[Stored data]
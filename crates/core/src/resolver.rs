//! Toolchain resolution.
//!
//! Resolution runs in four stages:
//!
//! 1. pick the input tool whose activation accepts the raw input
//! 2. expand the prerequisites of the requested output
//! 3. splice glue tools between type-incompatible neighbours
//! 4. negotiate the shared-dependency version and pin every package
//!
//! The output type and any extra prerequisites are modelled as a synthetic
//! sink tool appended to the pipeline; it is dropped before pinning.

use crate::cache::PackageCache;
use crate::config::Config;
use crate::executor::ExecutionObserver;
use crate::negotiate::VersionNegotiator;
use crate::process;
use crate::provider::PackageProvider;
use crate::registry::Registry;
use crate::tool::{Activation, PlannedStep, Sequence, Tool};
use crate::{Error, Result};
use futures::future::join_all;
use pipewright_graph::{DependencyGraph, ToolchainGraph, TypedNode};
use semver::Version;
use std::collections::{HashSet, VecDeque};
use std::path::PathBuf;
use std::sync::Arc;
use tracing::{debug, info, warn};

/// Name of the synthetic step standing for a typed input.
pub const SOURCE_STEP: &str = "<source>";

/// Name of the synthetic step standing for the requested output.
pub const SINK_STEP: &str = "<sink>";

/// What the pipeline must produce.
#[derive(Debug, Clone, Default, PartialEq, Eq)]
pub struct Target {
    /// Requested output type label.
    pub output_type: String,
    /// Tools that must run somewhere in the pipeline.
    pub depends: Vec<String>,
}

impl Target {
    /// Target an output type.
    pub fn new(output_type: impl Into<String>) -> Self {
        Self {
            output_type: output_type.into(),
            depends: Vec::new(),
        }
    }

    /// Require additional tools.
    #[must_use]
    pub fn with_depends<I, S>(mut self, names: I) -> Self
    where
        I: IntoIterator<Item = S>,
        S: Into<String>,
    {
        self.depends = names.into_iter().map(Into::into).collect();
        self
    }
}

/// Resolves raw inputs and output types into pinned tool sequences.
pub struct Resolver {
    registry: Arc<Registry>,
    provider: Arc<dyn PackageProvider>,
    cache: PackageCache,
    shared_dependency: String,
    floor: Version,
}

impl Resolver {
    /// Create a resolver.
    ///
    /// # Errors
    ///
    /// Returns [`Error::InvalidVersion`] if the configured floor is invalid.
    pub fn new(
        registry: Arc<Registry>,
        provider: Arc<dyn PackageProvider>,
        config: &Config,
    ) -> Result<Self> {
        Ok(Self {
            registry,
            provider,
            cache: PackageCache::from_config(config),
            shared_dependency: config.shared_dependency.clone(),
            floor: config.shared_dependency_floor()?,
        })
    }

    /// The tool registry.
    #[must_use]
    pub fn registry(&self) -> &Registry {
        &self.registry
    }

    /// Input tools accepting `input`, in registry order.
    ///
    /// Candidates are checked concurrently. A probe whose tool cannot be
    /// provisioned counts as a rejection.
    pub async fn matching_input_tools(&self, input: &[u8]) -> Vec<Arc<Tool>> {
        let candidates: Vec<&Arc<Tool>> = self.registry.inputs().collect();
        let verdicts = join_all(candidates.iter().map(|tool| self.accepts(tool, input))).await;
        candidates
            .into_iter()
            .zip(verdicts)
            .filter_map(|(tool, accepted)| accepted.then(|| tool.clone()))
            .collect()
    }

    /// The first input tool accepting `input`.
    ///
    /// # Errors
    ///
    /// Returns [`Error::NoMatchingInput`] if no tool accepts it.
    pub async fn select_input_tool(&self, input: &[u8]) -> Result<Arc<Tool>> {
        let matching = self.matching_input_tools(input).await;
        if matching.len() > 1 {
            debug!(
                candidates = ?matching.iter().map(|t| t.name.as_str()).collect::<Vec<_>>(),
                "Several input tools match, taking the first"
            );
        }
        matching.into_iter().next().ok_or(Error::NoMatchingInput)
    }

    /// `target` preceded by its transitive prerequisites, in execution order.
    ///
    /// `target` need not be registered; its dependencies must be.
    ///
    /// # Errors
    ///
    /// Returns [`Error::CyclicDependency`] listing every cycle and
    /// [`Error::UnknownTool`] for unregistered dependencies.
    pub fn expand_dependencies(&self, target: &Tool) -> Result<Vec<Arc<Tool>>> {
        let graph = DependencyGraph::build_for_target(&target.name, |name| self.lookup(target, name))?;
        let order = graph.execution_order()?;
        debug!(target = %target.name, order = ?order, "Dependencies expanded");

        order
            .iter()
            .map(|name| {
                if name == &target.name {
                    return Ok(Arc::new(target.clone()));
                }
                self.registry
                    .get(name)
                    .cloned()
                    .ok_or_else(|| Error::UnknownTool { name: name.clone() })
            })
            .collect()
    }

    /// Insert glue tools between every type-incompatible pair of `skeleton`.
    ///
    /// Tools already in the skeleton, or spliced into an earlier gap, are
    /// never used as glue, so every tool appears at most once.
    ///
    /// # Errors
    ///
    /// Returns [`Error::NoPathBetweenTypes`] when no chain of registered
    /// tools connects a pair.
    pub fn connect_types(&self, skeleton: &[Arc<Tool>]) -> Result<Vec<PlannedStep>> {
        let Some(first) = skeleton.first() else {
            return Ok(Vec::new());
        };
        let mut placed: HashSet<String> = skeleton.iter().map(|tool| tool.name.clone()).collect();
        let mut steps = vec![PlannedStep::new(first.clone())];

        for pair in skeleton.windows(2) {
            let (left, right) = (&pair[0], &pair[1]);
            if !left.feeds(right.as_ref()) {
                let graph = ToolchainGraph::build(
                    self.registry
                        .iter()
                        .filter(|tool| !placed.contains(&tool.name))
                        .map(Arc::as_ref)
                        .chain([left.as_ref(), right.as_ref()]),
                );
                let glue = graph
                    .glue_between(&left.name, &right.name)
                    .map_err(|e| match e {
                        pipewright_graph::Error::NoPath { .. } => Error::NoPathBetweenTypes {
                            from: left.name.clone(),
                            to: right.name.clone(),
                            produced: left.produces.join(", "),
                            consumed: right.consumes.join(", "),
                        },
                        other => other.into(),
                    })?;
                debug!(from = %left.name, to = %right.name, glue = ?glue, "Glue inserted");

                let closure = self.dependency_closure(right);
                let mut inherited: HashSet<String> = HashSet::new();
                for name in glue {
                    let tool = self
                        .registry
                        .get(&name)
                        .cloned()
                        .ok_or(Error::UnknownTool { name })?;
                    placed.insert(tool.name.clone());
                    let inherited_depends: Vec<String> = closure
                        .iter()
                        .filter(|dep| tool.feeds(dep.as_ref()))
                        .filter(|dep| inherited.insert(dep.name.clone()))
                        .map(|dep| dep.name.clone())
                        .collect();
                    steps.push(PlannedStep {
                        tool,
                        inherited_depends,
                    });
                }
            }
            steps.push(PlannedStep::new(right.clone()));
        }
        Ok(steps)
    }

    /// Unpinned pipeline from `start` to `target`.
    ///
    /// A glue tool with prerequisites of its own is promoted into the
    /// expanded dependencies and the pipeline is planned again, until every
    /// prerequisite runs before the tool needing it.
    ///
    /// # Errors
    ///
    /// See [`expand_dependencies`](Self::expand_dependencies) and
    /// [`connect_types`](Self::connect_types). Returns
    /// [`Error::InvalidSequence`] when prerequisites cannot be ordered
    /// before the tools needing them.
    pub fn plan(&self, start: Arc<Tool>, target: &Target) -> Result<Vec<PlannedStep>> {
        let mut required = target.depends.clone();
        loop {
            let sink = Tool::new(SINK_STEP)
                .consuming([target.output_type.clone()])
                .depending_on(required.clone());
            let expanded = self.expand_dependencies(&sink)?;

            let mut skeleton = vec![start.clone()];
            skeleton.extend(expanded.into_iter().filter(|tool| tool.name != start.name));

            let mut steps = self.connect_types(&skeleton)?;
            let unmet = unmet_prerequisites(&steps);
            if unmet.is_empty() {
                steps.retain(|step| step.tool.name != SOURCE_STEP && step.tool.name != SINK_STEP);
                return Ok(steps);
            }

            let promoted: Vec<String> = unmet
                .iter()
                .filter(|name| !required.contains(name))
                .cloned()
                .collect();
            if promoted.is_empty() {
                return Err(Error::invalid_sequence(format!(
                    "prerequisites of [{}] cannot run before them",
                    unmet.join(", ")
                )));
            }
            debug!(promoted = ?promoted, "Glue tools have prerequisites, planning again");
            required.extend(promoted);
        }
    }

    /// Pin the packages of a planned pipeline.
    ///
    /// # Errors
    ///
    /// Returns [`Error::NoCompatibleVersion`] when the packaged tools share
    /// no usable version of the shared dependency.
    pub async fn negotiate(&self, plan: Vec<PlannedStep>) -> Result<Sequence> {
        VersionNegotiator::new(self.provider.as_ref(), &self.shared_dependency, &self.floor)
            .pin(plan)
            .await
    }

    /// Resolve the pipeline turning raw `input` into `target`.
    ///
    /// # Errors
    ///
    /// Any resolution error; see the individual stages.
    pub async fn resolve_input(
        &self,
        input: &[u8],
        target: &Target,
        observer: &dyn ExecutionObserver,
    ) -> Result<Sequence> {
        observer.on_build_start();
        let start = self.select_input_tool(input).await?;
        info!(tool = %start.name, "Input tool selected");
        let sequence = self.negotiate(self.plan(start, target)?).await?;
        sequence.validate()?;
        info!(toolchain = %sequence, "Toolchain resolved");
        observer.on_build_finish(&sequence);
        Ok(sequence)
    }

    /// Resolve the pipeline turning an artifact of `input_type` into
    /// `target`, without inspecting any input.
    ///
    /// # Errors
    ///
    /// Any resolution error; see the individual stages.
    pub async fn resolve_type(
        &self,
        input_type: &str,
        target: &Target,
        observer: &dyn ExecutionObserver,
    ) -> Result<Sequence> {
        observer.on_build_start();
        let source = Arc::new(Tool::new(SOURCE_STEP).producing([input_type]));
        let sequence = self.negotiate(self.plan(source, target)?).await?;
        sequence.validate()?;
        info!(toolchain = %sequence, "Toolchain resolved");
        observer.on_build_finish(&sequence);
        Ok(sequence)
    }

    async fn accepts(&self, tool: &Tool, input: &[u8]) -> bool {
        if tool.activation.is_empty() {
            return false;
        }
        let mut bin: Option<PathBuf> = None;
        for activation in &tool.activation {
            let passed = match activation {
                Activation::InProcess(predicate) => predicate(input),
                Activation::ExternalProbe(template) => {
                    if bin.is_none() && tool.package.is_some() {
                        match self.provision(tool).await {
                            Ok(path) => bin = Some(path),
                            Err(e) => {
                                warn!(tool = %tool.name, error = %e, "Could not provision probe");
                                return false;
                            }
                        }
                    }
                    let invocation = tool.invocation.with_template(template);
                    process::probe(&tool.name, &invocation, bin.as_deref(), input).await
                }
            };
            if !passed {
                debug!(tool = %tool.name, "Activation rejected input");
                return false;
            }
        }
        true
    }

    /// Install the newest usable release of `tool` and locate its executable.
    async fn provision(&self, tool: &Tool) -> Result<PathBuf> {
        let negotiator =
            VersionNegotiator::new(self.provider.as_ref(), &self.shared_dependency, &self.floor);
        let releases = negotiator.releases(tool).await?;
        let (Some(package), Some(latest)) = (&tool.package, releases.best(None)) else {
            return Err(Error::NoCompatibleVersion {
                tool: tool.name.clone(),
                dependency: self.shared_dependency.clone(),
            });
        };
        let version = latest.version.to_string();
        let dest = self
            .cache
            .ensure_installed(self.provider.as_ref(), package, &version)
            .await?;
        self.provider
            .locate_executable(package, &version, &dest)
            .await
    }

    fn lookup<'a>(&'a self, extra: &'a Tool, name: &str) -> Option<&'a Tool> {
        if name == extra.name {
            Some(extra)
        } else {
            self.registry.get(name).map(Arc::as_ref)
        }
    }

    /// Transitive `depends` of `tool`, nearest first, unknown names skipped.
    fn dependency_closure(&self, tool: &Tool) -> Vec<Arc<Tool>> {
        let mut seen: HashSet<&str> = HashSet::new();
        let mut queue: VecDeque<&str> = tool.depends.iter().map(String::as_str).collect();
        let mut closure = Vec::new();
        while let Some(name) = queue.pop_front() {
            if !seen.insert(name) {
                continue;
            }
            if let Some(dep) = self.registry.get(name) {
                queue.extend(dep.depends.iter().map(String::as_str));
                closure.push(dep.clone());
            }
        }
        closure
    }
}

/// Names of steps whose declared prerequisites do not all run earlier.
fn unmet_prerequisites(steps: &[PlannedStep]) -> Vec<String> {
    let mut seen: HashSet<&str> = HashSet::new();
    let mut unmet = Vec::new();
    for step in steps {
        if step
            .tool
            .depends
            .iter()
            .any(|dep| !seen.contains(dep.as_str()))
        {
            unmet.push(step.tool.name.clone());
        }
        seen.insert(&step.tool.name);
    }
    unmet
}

# Instructions for the task:
The lines to copy are those above that contain the string "earlier".

# Written solution:
    /// Tools already in the skeleton, or spliced into an earlier gap, are
/// Names of steps whose declared prerequisites do not all run earlier.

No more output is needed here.